In this automated driving device 100, the image processing unit 115 recognizes the multiple crops S photographed and acquires a recognition window that is the recognition area. Then, the multiple images are linked based on the recognition window included in the multiple image data.

This configuration allows multiple image data to be linked more accurately. For example, accurate linking is possible by aligning the recognition windows of multiple image data.

The autonomous driving device 100 further includes a behavior detection unit 111 that detects its behavior. The behavior indicates yaw, pitch, roll, acceleration, etc. When storing image data, the still image storage unit 112 stores the image data in association with behavior information indicating the behavior. When the behavior information of the selected image data indicates a predetermined situation, the selection unit 113 replaces the selected image with at least one image before or after the selected image.

With this configuration, image data that is determined to be abnormal based on behavior information can be replaced with other image data. Therefore, appropriate image data can be generated without linking image data that is inappropriate for judging the condition of the field, such as blurred image data.

The automated driving device 100a in the modified example is a device that performs a predetermined task on objects arranged in the traveling direction. In this automated driving device 100a, the camera 101, which is a control imaging unit, captures an image of the crop S in the traveling direction of the automated driving device 100a to obtain image data. The adjustment unit 104 controls the traveling direction based on the recognition result of the object contained in the image data captured by the camera 101. The recognition unit 102 recognizes the crop S in image data that is a combination of image data captured by the camera 117, which functions as an image generation imaging unit, and image data captured by the camera 101.

This configuration allows the recognition unit 102 to perform recognition processing collectively, thereby reducing the processing load, etc.

The automated driving device 100, which performs image capture while traveling, may also include a camera 117, which is an image capture unit for generating images, which captures images of a predetermined range while traveling to include multiple objects arranged in multiple rows in the direction of travel, and an image processing unit 115 that recognizes multiple objects in the predetermined range and combines multiple images (schematic data) based on the recognition results. The combined image is stored in a composite image storage unit 116.
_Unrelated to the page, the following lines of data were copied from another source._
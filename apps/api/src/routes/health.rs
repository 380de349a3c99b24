use axum::{extract::State, Json};
use serde_json::{json, Value};

use crate::state::AppState;

/// GET /health
/// Returns a simple status object with service version and mentor source.
pub async fn health_handler(State(state): State<AppState>) -> Json<Value> {
    Json(json!({
        "status": "ok",
        "version": env!("CARGO_PKG_VERSION"),
        "service": "stemlink-api",
        "mentorDirectory": state.mentors.backend_name()
    }))
}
That is, in this automated driving device 100, the image processing unit 115 may recognize the crop S from the image data of the field H, generate schematic data (recognition result data) consisting only of the recognition window N, and link the image data based on the recognition window N. For example, this is data such as that shown in FIG. 6 (data G21 to G23). Although FIG. 6 uses a schematic diagram for ease of explanation, the image processing unit 115 may generate and link such schematic data (recognition result data).
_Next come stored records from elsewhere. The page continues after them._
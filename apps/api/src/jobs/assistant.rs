use async_trait::async_trait;
use tracing::debug;

use super::{AsyncJob, JobBackend, JobError, JobHandle, JobRequest, JobStatus};
use crate::llm_client::assistants::RunStatus;
use crate::llm_client::LlmClient;

impl From<RunStatus> for JobStatus {
    fn from(status: RunStatus) -> Self {
        match status {
            RunStatus::Queued => JobStatus::Queued,
            RunStatus::InProgress
            | RunStatus::RequiresAction
            | RunStatus::Cancelling
            | RunStatus::Unknown => JobStatus::Running,
            RunStatus::Completed => JobStatus::Completed,
            RunStatus::Failed | RunStatus::Cancelled | RunStatus::Incomplete => JobStatus::Failed,
            RunStatus::Expired => JobStatus::Expired,
        }
    }
}

/// Runs jobs as Assistants API runs: one fresh thread per job.
pub struct AssistantJobBackend {
    client: LlmClient,
}

impl AssistantJobBackend {
    pub fn new(client: LlmClient) -> Self {
        Self { client }
    }
}

#[async_trait]
impl JobBackend for AssistantJobBackend {
    async fn submit(&self, request: &JobRequest) -> Result<JobHandle, JobError> {
        let thread = self.client.create_thread().await?;
        self.client.post_message(&thread.id, &request.content).await?;
        let run = self
            .client
            .create_run(&thread.id, &request.assistant_id)
            .await?;

        debug!(thread_id = %thread.id, run_id = %run.id, "Assistant run created");

        Ok(JobHandle {
            thread_id: thread.id,
            run_id: run.id,
        })
    }

    async fn poll(&self, handle: &JobHandle) -> Result<AsyncJob, JobError> {
        let run = self
            .client
            .retrieve_run(&handle.thread_id, &handle.run_id)
            .await?;
        let status = JobStatus::from(run.status);

        if let Some(err) = &run.last_error {
            debug!(run_id = %run.id, code = ?err.code, "Run reported an error: {}", err.message);
        }

        let result = if status == JobStatus::Completed {
            Some(self.client.list_messages_raw(&handle.thread_id).await?)
        } else {
            None
        };

        Ok(AsyncJob {
            id: handle.clone(),
            status,
            result,
            last_error: run.last_error.map(|e| e.message),
        })
    }

    async fn release(&self, handle: &JobHandle) -> Result<(), JobError> {
        self.client.delete_thread(&handle.thread_id).await?;
        Ok(())
    }
}
#[cfg(test)]
mod tests {
    use super::*;
    use crate::jobs::AsyncJob;
    use async_trait::async_trait;
    use std::collections::VecDeque;
    use std::sync::atomic::{AtomicUsize, Ordering};
    use std::sync::{Arc, Mutex};

    /// Replays a fixed sequence of statuses; repeats the last one forever.
    struct ScriptedBackend {
        script: Mutex<VecDeque<(JobStatus, Option<&'static str>)>>,
        poll_delay: Option<Duration>,
        submits: AtomicUsize,
        polls: AtomicUsize,
        releases: AtomicUsize,
    }

    impl ScriptedBackend {
        fn new(script: Vec<(JobStatus, Option<&'static str>)>) -> Self {
            Self {
                script: Mutex::new(script.into()),
                poll_delay: None,
                submits: AtomicUsize::new(0),
                polls: AtomicUsize::new(0),
                releases: AtomicUsize::new(0),
            }
        }

        fn with_poll_delay(mut self, delay: Duration) -> Self {
            self.poll_delay = Some(delay);
            self
        }

        fn polls(&self) -> usize {
            self.polls.load(Ordering::SeqCst)
        }
    }

    #[async_trait]
    impl JobBackend for ScriptedBackend {
        async fn submit(&self, _request: &JobRequest) -> Result<JobHandle, JobError> {
            self.submits.fetch_add(1, Ordering::SeqCst);
            Ok(JobHandle {
                thread_id: "thread_1".to_string(),
                run_id: "run_1".to_string(),
            })
        }

        async fn poll(&self, handle: &JobHandle) -> Result<AsyncJob, JobError> {
            self.polls.fetch_add(1, Ordering::SeqCst);
            if let Some(delay) = self.poll_delay {
                tokio::time::sleep(delay).await;
            }
            let (status, payload) = {
                let mut script = self.script.lock().unwrap();
                if script.len() > 1 {
                    script.pop_front().unwrap()
                } else {
                    *script.front().unwrap()
                }
            };
            let (result, last_error) = match status {
                JobStatus::Completed => (payload.map(str::to_string), None),
                JobStatus::Failed => (None, payload.map(str::to_string)),
                _ => (None, None),
            };
            Ok(AsyncJob {
                id: handle.clone(),
                status,
                result,
                last_error,
            })
        }

        async fn release(&self, _handle: &JobHandle) -> Result<(), JobError> {
            self.releases.fetch_add(1, Ordering::SeqCst);
            Ok(())
        }
    }

    fn request() -> JobRequest {
        JobRequest {
            assistant_id: "asst_1".to_string(),
            content: "hello".to_string(),
        }
    }

    fn settings(interval_secs: u64, timeout_secs: u64) -> PollSettings {
        PollSettings {
            interval: Duration::from_secs(interval_secs),
            timeout: Duration::from_secs(timeout_secs),
        }
    }

    #[tokio::test(start_paused = true)]
    async fn test_completed_job_returns_result_once() {
        let backend = ScriptedBackend::new(vec![
            (JobStatus::Queued, None),
            (JobStatus::Running, None),
            (JobStatus::Completed, Some("the answer")),
        ]);
        let poller = JobPoller::new(&backend, settings(1, 60));

        let result = poller
            .submit_and_await(&request(), &CancellationToken::new())
            .await
            .unwrap();

        assert_eq!(result, "the answer");
        assert_eq!(backend.submits.load(Ordering::SeqCst), 1);
        assert_eq!(backend.polls(), 3);
        assert_eq!(backend.releases.load(Ordering::SeqCst), 1);
    }

    #[tokio::test(start_paused = true)]
    async fn test_polls_on_fixed_interval() {
        let backend = ScriptedBackend::new(vec![
            (JobStatus::Running, None),
            (JobStatus::Running, None),
            (JobStatus::Running, None),
            (JobStatus::Completed, Some("done")),
        ]);
        let poller = JobPoller::new(&backend, settings(1, 60));

        let started = Instant::now();
        poller
            .submit_and_await(&request(), &CancellationToken::new())
            .await
            .unwrap();

        // First poll is immediate, then one per second.
        assert_eq!(started.elapsed(), Duration::from_secs(3));
    }

    #[tokio::test(start_paused = true)]
    async fn test_failed_job_carries_upstream_message() {
        let backend = ScriptedBackend::new(vec![
            (JobStatus::Running, None),
            (JobStatus::Failed, Some("quota exhausted")),
        ]);
        let poller = JobPoller::new(&backend, settings(1, 60));

        let err = poller
            .submit_and_await(&request(), &CancellationToken::new())
            .await
            .unwrap_err();

        assert!(matches!(err, JobError::Failed(ref msg) if msg == "quota exhausted"));
        assert_eq!(backend.releases.load(Ordering::SeqCst), 1);
    }

    #[tokio::test(start_paused = true)]
    async fn test_failed_job_without_message_reports_unknown_error() {
        let backend = ScriptedBackend::new(vec![(JobStatus::Failed, None)]);
        let poller = JobPoller::new(&backend, settings(1, 60));

        let err = poller
            .submit_and_await(&request(), &CancellationToken::new())
            .await
            .unwrap_err();

        assert_eq!(err.to_string(), "Run failed: Unknown error");
    }

    #[tokio::test(start_paused = true)]
    async fn test_expired_job() {
        let backend =
            ScriptedBackend::new(vec![(JobStatus::Queued, None), (JobStatus::Expired, None)]);
        let poller = JobPoller::new(&backend, settings(1, 60));

        let err = poller
            .submit_and_await(&request(), &CancellationToken::new())
            .await
            .unwrap_err();

        assert!(matches!(err, JobError::Expired));
    }

    #[tokio::test(start_paused = true)]
    async fn test_completed_without_result_is_an_error() {
        let backend = ScriptedBackend::new(vec![(JobStatus::Completed, None)]);
        let poller = JobPoller::new(&backend, settings(1, 60));

        let err = poller
            .submit_and_await(&request(), &CancellationToken::new())
            .await
            .unwrap_err();

        assert!(matches!(err, JobError::MissingResult));
    }

    #[tokio::test(start_paused = true)]
    async fn test_stuck_job_times_out_and_stops_polling() {
        let backend = ScriptedBackend::new(vec![(JobStatus::Running, None)]);
        let poller = JobPoller::new(&backend, settings(1, 5));

        let started = Instant::now();
        let err = poller
            .submit_and_await(&request(), &CancellationToken::new())
            .await
            .unwrap_err();

        assert!(matches!(err, JobError::Timeout(d) if d == Duration::from_secs(5)));
        assert_eq!(started.elapsed(), Duration::from_secs(5));
        // Polls at t = 0, 1, 2, 3, 4; the deadline wins the tie at t = 5.
        assert_eq!(backend.polls(), 5);

        tokio::time::sleep(Duration::from_secs(30)).await;
        assert_eq!(backend.polls(), 5);
        assert_eq!(backend.releases.load(Ordering::SeqCst), 1);
    }

    #[tokio::test(start_paused = true)]
    async fn test_slow_poll_is_abandoned_at_deadline() {
        let backend = ScriptedBackend::new(vec![(JobStatus::Completed, Some("late"))])
            .with_poll_delay(Duration::from_secs(10));
        let poller = JobPoller::new(&backend, settings(1, 3));

        let started = Instant::now();
        let err = poller
            .submit_and_await(&request(), &CancellationToken::new())
            .await
            .unwrap_err();

        assert!(matches!(err, JobError::Timeout(_)));
        assert_eq!(started.elapsed(), Duration::from_secs(3));
        assert_eq!(backend.polls(), 1);
    }

    #[tokio::test(start_paused = true)]
    async fn test_cancellation_stops_polling() {
        let backend = ScriptedBackend::new(vec![(JobStatus::Running, None)]);
        let poller = JobPoller::new(&backend, settings(1, 60));
        let cancel = CancellationToken::new();

        let canceller = {
            let cancel = cancel.clone();
            tokio::spawn(async move {
                tokio::time::sleep(Duration::from_millis(2500)).await;
                cancel.cancel();
            })
        };

        let err = poller.submit_and_await(&request(), &cancel).await.unwrap_err();
        canceller.await.unwrap();

        assert!(matches!(err, JobError::Cancelled));
        // Polls at t = 0, 1, 2 before the cancel at t = 2.5.
        assert_eq!(backend.polls(), 3);
    }

    #[tokio::test(start_paused = true)]
    async fn test_already_cancelled_token_submits_nothing() {
        let backend = ScriptedBackend::new(vec![(JobStatus::Completed, Some("x"))]);
        let poller = JobPoller::new(&backend, PollSettings::default());
        let cancel = CancellationToken::new();
        cancel.cancel();

        let err = poller.submit_and_await(&request(), &cancel).await.unwrap_err();

        assert!(matches!(err, JobError::Cancelled));
        assert_eq!(backend.submits.load(Ordering::SeqCst), 0);
        assert_eq!(backend.polls(), 0);
    }

    #[tokio::test(start_paused = true)]
    async fn test_zero_interval_still_polls() {
        let backend = ScriptedBackend::new(vec![
            (JobStatus::Running, None),
            (JobStatus::Completed, Some("done")),
        ]);
        let poller = JobPoller::new(
            &backend,
            PollSettings {
                interval: Duration::ZERO,
                timeout: Duration::from_secs(60),
            },
        );

        let result = poller
            .submit_and_await(&request(), &CancellationToken::new())
            .await
            .unwrap();
        assert_eq!(result, "done");
    }

    #[tokio::test(start_paused = true)]
    async fn test_unbounded_timeout_does_not_overflow() {
        let backend = ScriptedBackend::new(vec![(JobStatus::Completed, Some("done"))]);
        let poller = JobPoller::new(
            &backend,
            PollSettings {
                interval: Duration::from_secs(1),
                timeout: Duration::MAX,
            },
        );

        let result = poller
            .submit_and_await(&request(), &CancellationToken::new())
            .await
            .unwrap();
        assert_eq!(result, "done");
    }

    #[tokio::test(start_paused = true)]
    async fn test_dropped_caller_cancels_and_releases_detached_job() {
        let backend = Arc::new(ScriptedBackend::new(vec![(JobStatus::Running, None)]));

        let caller = {
            let backend = Arc::clone(&backend);
            run_detached(move |cancel| async move {
                JobPoller::new(&*backend, settings(1, 60))
                    .submit_and_await(&request(), &cancel)
                    .await
            })
        };

        // The caller gives up after 2.5s, dropping its future.
        let abandoned = tokio::time::timeout(Duration::from_millis(2500), caller).await;
        assert!(abandoned.is_err());

        tokio::time::sleep(Duration::from_millis(10)).await;
        assert_eq!(backend.releases.load(Ordering::SeqCst), 1);
        assert_eq!(backend.polls(), 3);

        tokio::time::sleep(Duration::from_secs(30)).await;
        assert_eq!(backend.polls(), 3);
    }

    #[tokio::test]
    async fn test_run_detached_returns_work_output() {
        let value = run_detached(|cancel| async move { cancel.is_cancelled() })
            .await
            .unwrap();
        assert!(!value);
    }
}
The size of the recognition window N changes depending on the growth of the crop S, and it is possible to grasp the growth of the crop S from the size of the recognition window N. Therefore, by linking data consisting of only the recognition window N to obtain data for the entire field H, it is possible to easily map the analysis results. The size of the recognition window N changes depending on the size of the crop, and as a result, the recognition results alone may be sufficient to grasp the distribution of crop size (to know areas where growth is poor).

Note that the automatic driving device 100 in this disclosure and the automatic driving device 100a in the modified example are not limited to devices that perform predetermined tasks on objects arranged in the direction of travel, or to automatic driving devices that travel automatically. For example, the driving itself may be operated by a person via radio control, and a radio-controlled device that automates the photographing task may be used. Also, a tractor with a driver on board may be equipped with this photographing function and image processing function. Automatic photographing can be performed while performing tasks such as spraying pesticides or top dressing. In either form, it is sufficient that the device functions as a photographing device that photographs the location it has traveled or moved to.
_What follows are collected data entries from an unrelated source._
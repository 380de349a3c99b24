use crate::mentors::models::MentorRecord;
use crate::outreach::prompts::EMAIL_LETTER_TEMPLATE;

/// Fills the static outreach letter for `mentor`. No model call involved.
pub fn render_letter(mentor: &MentorRecord, student_goals: &str) -> String {
    let primary = mentor
        .expertise
        .first()
        .map(String::as_str)
        .unwrap_or("your field");

    EMAIL_LETTER_TEMPLATE
        .replace("{name}", &mentor.name)
        .replace("{expertise_list}", &mentor.expertise.join(", "))
        .replace("{institution}", &mentor.institution)
        .replace("{department}", &mentor.department)
        .replace("{primary_expertise}", primary)
        .replace("{goals}", student_goals.trim())
        .trim()
        .to_string()
}
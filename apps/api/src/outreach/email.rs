//! Email Draft: a personalised mentorship request written by the email assistant.
//!
//! Configuration is checked before any network activity; everything after
//! that is one assistant run whose reply is extracted as a single text value.

use reqwest::Client;
use serde::{Deserialize, Serialize};
use thiserror::Error;
use tokio_util::sync::CancellationToken;
use tracing::{info, Instrument};
use uuid::Uuid;

use crate::config::{Config, ConfigMissing};
use crate::jobs::{AssistantJobBackend, JobBackend, JobError, JobPoller, JobRequest, PollSettings};
use crate::llm_client::LlmClient;
use crate::outreach::prompts::{DEFAULT_MENTOR_NAME, EMAIL_CONTEXT_TEMPLATE, NOT_SPECIFIED};
use crate::parsing::{parse_single_text, ReplyError};

/// Whatever the UI knows about the mentor. Every field is optional.
#[derive(Debug, Clone, Default, Serialize, Deserialize)]
#[serde(rename_all = "camelCase")]
pub struct MentorContext {
    #[serde(default)]
    pub name: Option<String>,
    #[serde(default)]
    pub email: Option<String>,
    #[serde(default)]
    pub expertise: Option<Vec<String>>,
    #[serde(default)]
    pub institution: Option<String>,
    #[serde(default)]
    pub lab_name: Option<String>,
    #[serde(default)]
    pub research_summary: Option<String>,
}

#[derive(Debug, Clone, Deserialize)]
#[serde(rename_all = "camelCase")]
pub struct EmailRequest {
    #[serde(default)]
    pub mentor: MentorContext,
    #[serde(default)]
    pub student_goals: String,
    /// Plain text of the student's resume, already extracted from the upload.
    #[serde(default)]
    pub resume: Option<String>,
}

#[derive(Debug, Error)]
pub enum EmailError {
    #[error(transparent)]
    ConfigMissing(#[from] ConfigMissing),

    #[error(transparent)]
    Job(#[from] JobError),

    #[error(transparent)]
    Reply(#[from] ReplyError),
}

impl EmailError {
    pub fn kind(&self) -> &'static str {
        match self {
            EmailError::ConfigMissing(e) => e.kind(),
            EmailError::Job(e) => e.kind(),
            EmailError::Reply(e) => e.kind(),
        }
    }
}

/// `Some` with non-blank content, else `None`.
fn present(value: Option<&str>) -> Option<&str> {
    value.map(str::trim).filter(|v| !v.is_empty())
}

/// Builds the context block handed to the email assistant. Missing mentor
/// fields read "Not specified"; the resume line only appears when a resume
/// is supplied.
pub fn build_context_message(request: &EmailRequest) -> String {
    let mentor = &request.mentor;
    let expertise = mentor
        .expertise
        .as_ref()
        .filter(|e| !e.is_empty())
        .map(|e| e.join(", "));

    let message = EMAIL_CONTEXT_TEMPLATE
        .replace(
            "{name}",
            present(mentor.name.as_deref()).unwrap_or(DEFAULT_MENTOR_NAME),
        )
        .replace(
            "{institution}",
            present(mentor.institution.as_deref()).unwrap_or(NOT_SPECIFIED),
        )
        .replace("{expertise}", expertise.as_deref().unwrap_or(NOT_SPECIFIED))
        .replace(
            "{summary}",
            present(mentor.research_summary.as_deref()).unwrap_or(NOT_SPECIFIED),
        )
        .replace(
            "{lab}",
            present(mentor.lab_name.as_deref()).unwrap_or(NOT_SPECIFIED),
        )
        .replace(
            "{goals}",
            present(Some(request.student_goals.as_str())).unwrap_or(NOT_SPECIFIED),
        );

    match present(request.resume.as_deref()) {
        Some(resume) => message.replace("{resume_line}", &format!("- Resume: {resume}")),
        None => message.replace("{resume_line}\n", ""),
    }
}

/// Drafts the email against an arbitrary job backend.
pub async fn draft_with_backend(
    backend: &dyn JobBackend,
    assistant_id: &str,
    poll: PollSettings,
    request: &EmailRequest,
    cancel: &CancellationToken,
) -> Result<String, EmailError> {
    let job = JobRequest {
        assistant_id: assistant_id.to_string(),
        content: build_context_message(request),
    };

    let raw = JobPoller::new(backend, poll)
        .submit_and_await(&job, cancel)
        .await?;

    Ok(parse_single_text(&raw)?)
}

/// Generates the email through the configured email assistant.
///
/// Fails with `ConfigMissing` before touching the network when the email
/// assistant's key or id is absent.
pub async fn generate_email(
    http: &Client,
    config: &Config,
    request: &EmailRequest,
    cancel: &CancellationToken,
) -> Result<String, EmailError> {
    let credentials = config.email_assistant.require()?;
    let backend = AssistantJobBackend::new(LlmClient::new(
        http.clone(),
        config.openai_base_url.as_str(),
        credentials.api_key,
    ));

    let span = tracing::info_span!("email_draft", draft_id = %Uuid::new_v4());
    async {
        let email =
            draft_with_backend(&backend, credentials.assistant_id, config.poll, request, cancel)
                .await?;
        info!("Email drafted ({} chars)", email.len());
        Ok::<_, EmailError>(email)
    }
    .instrument(span)
    .await
}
In the above disclosure, the autonomous driving device 100 performs image processing, but this is not limited to this. Image data and behavior information obtained by the autonomous driving device 100 may be acquired by an acquisition unit of an information processing device (computer, etc.) not shown, and linking processing may be performed on the image data. The information processing device has the functions of a still image storage unit 112, a selection unit 113, an image processing unit 115, and a composite image storage unit 116.

The block diagrams used to explain the above embodiments show functional blocks. These functional blocks (components) are realized by any combination of at least one of hardware and software. Furthermore, the method of realizing each functional block is not particularly limited. That is, each functional block may be realized using one device that is physically or logically coupled, or may be realized using two or more devices that are physically or logically separated and directly or indirectly connected (e.g., using wires, wirelessly, etc.). The functional blocks may be realized by combining the one device or the multiple devices with software.

Functions include, but are not limited to, judgement, determination, judgment, calculation, computation, processing, derivation, investigation, search, confirmation, reception, transmission, output, access, resolution, selection, selection, establishment, comparison, assumption, expectation, regard, broadcasting, notifying, communicating, forwarding, configuring, reconfiguring, allocating, mapping, and assignment. For example, a functional block (component) that performs the transmission function is called a transmitting unit or transmitter. As mentioned above, there are no particular limitations on the method of realization for either of these.

For example, the autonomous driving device 100 according to an embodiment of the present disclosure may function as a computer that performs processing of the autonomous driving method of the present disclosure. FIG. 11 is a diagram showing an example of a hardware configuration of a control part of the autonomous driving device 100 according to an embodiment of the present disclosure. The autonomous driving device 100 described above may be physically configured as a computer device including a processor 1001, a memory 1002, a storage 1003, a communication device 1004, an input device 1005, an output device 1006, a bus 1007, and the like.

In the following description, the term "apparatus" may be interpreted as a circuit, device, unit, etc. The hardware configuration of the automated driving device 100 may be configured to include one or more of the devices shown in the figure, or may be configured to exclude some of the devices.

Each function of the automated driving device 100 is realized by loading a specific software (program) onto hardware such as the processor 1001 and memory 1002, causing the processor 1001 to perform calculations, control communications via the communication device 1004, and control at least one of reading and writing data in the memory 1002 and storage 1003.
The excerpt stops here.